A Marine with Special Purpose Marine Air-Ground Task Force-Crisis Response-Central Command (SPMAGTF-CR-CC) provides meals ready-to-eat to a child during an evacuation at Hamid Karzai International Airport, August 20, 2021 in Kabul, Afghanistan. / Getty Images
August 26, 2021

WASHINGTON (Reuters)—An explosion outside Kabul's airport amid a huge evacuation effort from Afghanistan appeared to be caused by a suicide bomb, U.S. officials said on Thursday, citing an initial report and cautioning that it could change.

Pentagon Press Secretary John Kirby confirmed in a Twitter post that there had been an explosion outside the airport in Afghanistan's capital.

A U.S. official told Reuters there were casualties from the explosion, but said it was unclear how many people were hurt. As many as three U.S. service members were among those injured, the official said, citing initial information.

Two U.S. officials said it appeared to be a suicide bombing.

A massive airlift of foreign nationals and their families as well as some Afghans has been under way since the day before Taliban forces captured Kabul on Aug. 15, capping a swift advance across the country as U.S. and allied troops withdrew.

President Joe Biden has been briefed on the explosion, according to a White House official. Biden was in a meeting with security officials about the situation in Afghanistan, where the United States is in the final steps of ending its 20-year war, when the explosion was first reported, according to a person familiar with the matter.

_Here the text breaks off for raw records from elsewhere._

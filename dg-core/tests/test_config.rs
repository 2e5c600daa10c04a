//! Integration tests for application configuration.
//!
//! Tests saving and reloading from TOML, defaults for missing sections,
//! persisting the device address through `ConfigHandle`, and address parsing.

use dg_core::config::{AppConfig, ConfigHandle, Environment, TargetAddress};
use dg_core::error::DgError;
use tempfile::TempDir;

// ---- File round-trips ----

#[test]
fn save_and_reload_preserves_values() {
    let dir = TempDir::new().unwrap();
    let path = dir.path().join("nested").join("config.toml");

    let mut config = AppConfig::default();
    config.server.address = "192.168.1.40:9000".into();
    config.reconnect.max_attempts = 3;
    config.logging.json_output = true;
    config.save_to_file(&path).unwrap();

    let loaded = AppConfig::load_from_file(&path).unwrap();
    assert_eq!(loaded.server.address, "192.168.1.40:9000");
    assert_eq!(loaded.reconnect.max_attempts, 3);
    assert_eq!(loaded.reconnect.base_delay_ms, 1_000);
    assert!(loaded.logging.json_output);
}

#[test]
fn partial_file_fills_in_defaults() {
    let dir = TempDir::new().unwrap();
    let path = dir.path().join("config.toml");
    std::fs::write(&path, "[server]\naddress = \"door.local\"\n").unwrap();

    let config = AppConfig::load_from_file(&path).unwrap();
    assert_eq!(config.server.address, "door.local");
    assert_eq!(config.server.environment, Environment::Development);
    assert_eq!(config.reconnect.max_delay_ms, 10_000);
    assert_eq!(config.logging.level, "info");
}

#[test]
fn malformed_file_is_config_error() {
    let dir = TempDir::new().unwrap();
    let path = dir.path().join("config.toml");
    std::fs::write(&path, "[server\naddress = ").unwrap();

    assert!(matches!(AppConfig::load_from_file(&path), Err(DgError::Config(_))));
}

#[test]
fn missing_file_is_io_error() {
    let dir = TempDir::new().unwrap();
    let result = AppConfig::load_from_file(&dir.path().join("absent.toml"));
    assert!(matches!(result, Err(DgError::Io(_))));
}

// ---- Persisted address ----

#[tokio::test]
async fn save_address_persists_under_server_address() {
    let dir = TempDir::new().unwrap();
    let path = dir.path().join("config.toml");
    let handle = ConfigHandle::with_path(AppConfig::default(), path.clone());

    handle.save_address("  10.0.0.7:8765 ").await.unwrap();

    assert_eq!(handle.read().await.server.address, "10.0.0.7:8765");
    let contents = std::fs::read_to_string(&path).unwrap();
    assert!(contents.contains("[server]"));
    assert!(contents.contains("address = \"10.0.0.7:8765\""));

    let reloaded = AppConfig::load_from_file(&path).unwrap();
    assert_eq!(reloaded.target().unwrap().url(), "ws://10.0.0.7:8765");
}

#[tokio::test]
async fn save_address_rejects_garbage() {
    let dir = TempDir::new().unwrap();
    let path = dir.path().join("config.toml");
    let mut config = AppConfig::default();
    config.server.address = "door.local".into();
    let handle = ConfigHandle::with_path(config, path.clone());

    let result = handle.save_address("door.local:notaport").await;

    assert!(matches!(result, Err(DgError::InvalidAddress(_))));
    assert_eq!(handle.read().await.server.address, "door.local");
    assert!(!path.exists());
}

#[tokio::test]
async fn handle_clones_share_state() {
    let handle = ConfigHandle::new(AppConfig::default());
    let other = handle.clone();

    other.write().await.server.address = "door.local".into();

    assert!(handle.read().await.is_server_configured());
}

// ---- Address parsing ----

#[test]
fn urls_and_bare_hosts_resolve() {
    let cases = [
        ("door.local", Environment::Development, "ws://door.local:8765"),
        ("door.local", Environment::Production, "wss://door.local:8765"),
        ("ws://10.0.0.2:9000/", Environment::Production, "ws://10.0.0.2:9000"),
        ("https://door.example.com/ws", Environment::Development, "wss://door.example.com:8765"),
        ("[fe80::1]:8000", Environment::Development, "ws://[fe80::1]:8000"),
    ];
    for (input, env, url) in cases {
        assert_eq!(TargetAddress::parse(input, env).unwrap().url(), url, "input {input}");
    }
}

#[test]
fn empty_and_hostless_addresses_are_rejected() {
    for input in ["", "   ", "ws://", ":8765", "host:99999"] {
        assert!(
            TargetAddress::parse(input, Environment::Development).is_err(),
            "input {input:?} should be rejected"
        );
    }
}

The United States has been racing to carry out the airlift before its military is set to fully withdraw from the country on Aug. 31.

In an alert issued on Wednesday, the U.S. Embassy in Kabul had advised citizens to avoid traveling to the airport and said those already at the gates should leave immediately, citing unspecified "security threats."

A Western diplomat in Kabul said that areas outside the airport gates had been "incredibly crowded" again despite the warnings.

The United States and its allies have mounted one of the biggest air evacuations in history, bringing out about 95,700 people, including 13,400 on Wednesday, the White House said on Thursday.